Capitalism in space: Two stories this morning suggest that the competition between the internet satellite constellations Starlink and OneWeb is being partly influenced by local politics, with the influence favoring OneWeb and hindering SpaceX.
First, Pakistan ordered SpaceX to stop taking preorders from its citizens for its Starlink system.
The Pakistan Telecommunication Authority (PTA) said in a Jan. 19 news release that “Starlink has neither applied for nor obtained any license from PTA to operate and provide internet services” in the country. The telecoms regulator advised the general public to refrain from pre-booking the service in Pakistan through Starlink or associated websites.
This order follows a similar decree in India. Like India, SpaceX had apparently not been granted a license or permit to take preorders. SpaceX has now been blocked entirely from the subcontinent by the governments of both countries.
Second, OneWeb and Hughes announced a partnership agreement to distribute its internet service in India.
In the statement, OneWeb’s CEO Neil Masterson said the company would partner with Hughes to “offer high-speed, low-latency satellite broadband solutions and contribute to the Digital India vision”. OneWeb’s constellation, he said, would cover the length and breadth of India, from Ladakh to Kanyakumari and from Gujarat to the Northeast and bring secure solutions to enterprises, governments, telcos, airline companies and maritime customers. “OneWeb will invest in setting up enabling infrastructure such as Gateways and PoPs in India to light up the services,” he added.
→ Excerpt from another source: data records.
/// Expand a compact (`nBits`) target into big-endian bytes.
fn target_from_bits(bits: u32) -> Result<[u8; 32], TemplateError> {
    let exponent = (bits >> 24) as usize;
    let mantissa = bits & 0x007f_ffff;
    let mut target = [0u8; 32];

    if exponent <= 3 {
        let value = mantissa >> (8 * (3 - exponent));
        target[29..].copy_from_slice(&value.to_be_bytes()[1..]);
        return Ok(target);
    }
    if exponent > 32 {
        return Err(TemplateError::InvalidBits(bits));
    }
    let start = 32 - exponent;
    target[start..start + 3].copy_from_slice(&mantissa.to_be_bytes()[1..]);
    Ok(target)
}

/// Siblings on the path from the coinbase (leaf 0) to the merkle root.
fn merkle_branch(txids: &[[u8; 32]]) -> Vec<[u8; 32]> {
    let mut branch = Vec::new();
    let mut level = txids.to_vec();
    while let Some(first) = level.first().copied() {
        branch.push(first);
        level = level[1..]
            .chunks(2)
            .map(|pair| hash_pair(&pair[0], pair.get(1).unwrap_or(&pair[0])))
            .collect();
    }
    branch
}

fn hash_pair(left: &[u8; 32], right: &[u8; 32]) -> [u8; 32] {
    let mut buf = [0u8; 64];
    buf[..32].copy_from_slice(left);
    buf[32..].copy_from_slice(right);
    sha256d(&buf)
}

/// BIP34 height push, encoded the way the node's script builder does it.
fn push_height(script: &mut Vec<u8>, height: u64) {
    match height {
        0 => script.push(0x00),
        1..=16 => script.push(0x50 + height as u8),
        _ => {
            let mut bytes = Vec::with_capacity(9);
            let mut value = height;
            while value > 0 {
                bytes.push((value & 0xff) as u8);
                value >>= 8;
            }
            if bytes.last().is_some_and(|b| b & 0x80 != 0) {
                bytes.push(0);
            }
            script.push(bytes.len() as u8);
            script.extend_from_slice(&bytes);
        }
    }
}

fn write_output(buf: &mut Vec<u8>, value: u64, script: &[u8]) {
    buf.extend_from_slice(&value.to_le_bytes());
    write_compact_size(buf, script.len() as u64);
    buf.extend_from_slice(script);
}

pub(crate) fn write_compact_size(buf: &mut Vec<u8>, n: u64) {
    match n {
        0..=0xfc => buf.push(n as u8),
        0xfd..=0xffff => {
            buf.push(0xfd);
            buf.extend_from_slice(&(n as u16).to_le_bytes());
        }
        0x1_0000..=0xffff_ffff => {
            buf.push(0xfe);
            buf.extend_from_slice(&(n as u32).to_le_bytes());
        }
        _ => {
            buf.push(0xff);
            buf.extend_from_slice(&n.to_le_bytes());
        }
    }
}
According to the announcement, OneWeb intends to start offering its service this year.
OneWeb is half-owned by the Indian-based Bharti group. It seems that this connection with India has greased the bureaucratic wheels in that country for OneWeb, allowing it begin offering its services there. It also appears that this same connection with India is likely one reason both India and Pakistan have put a break on SpaceX’s operations.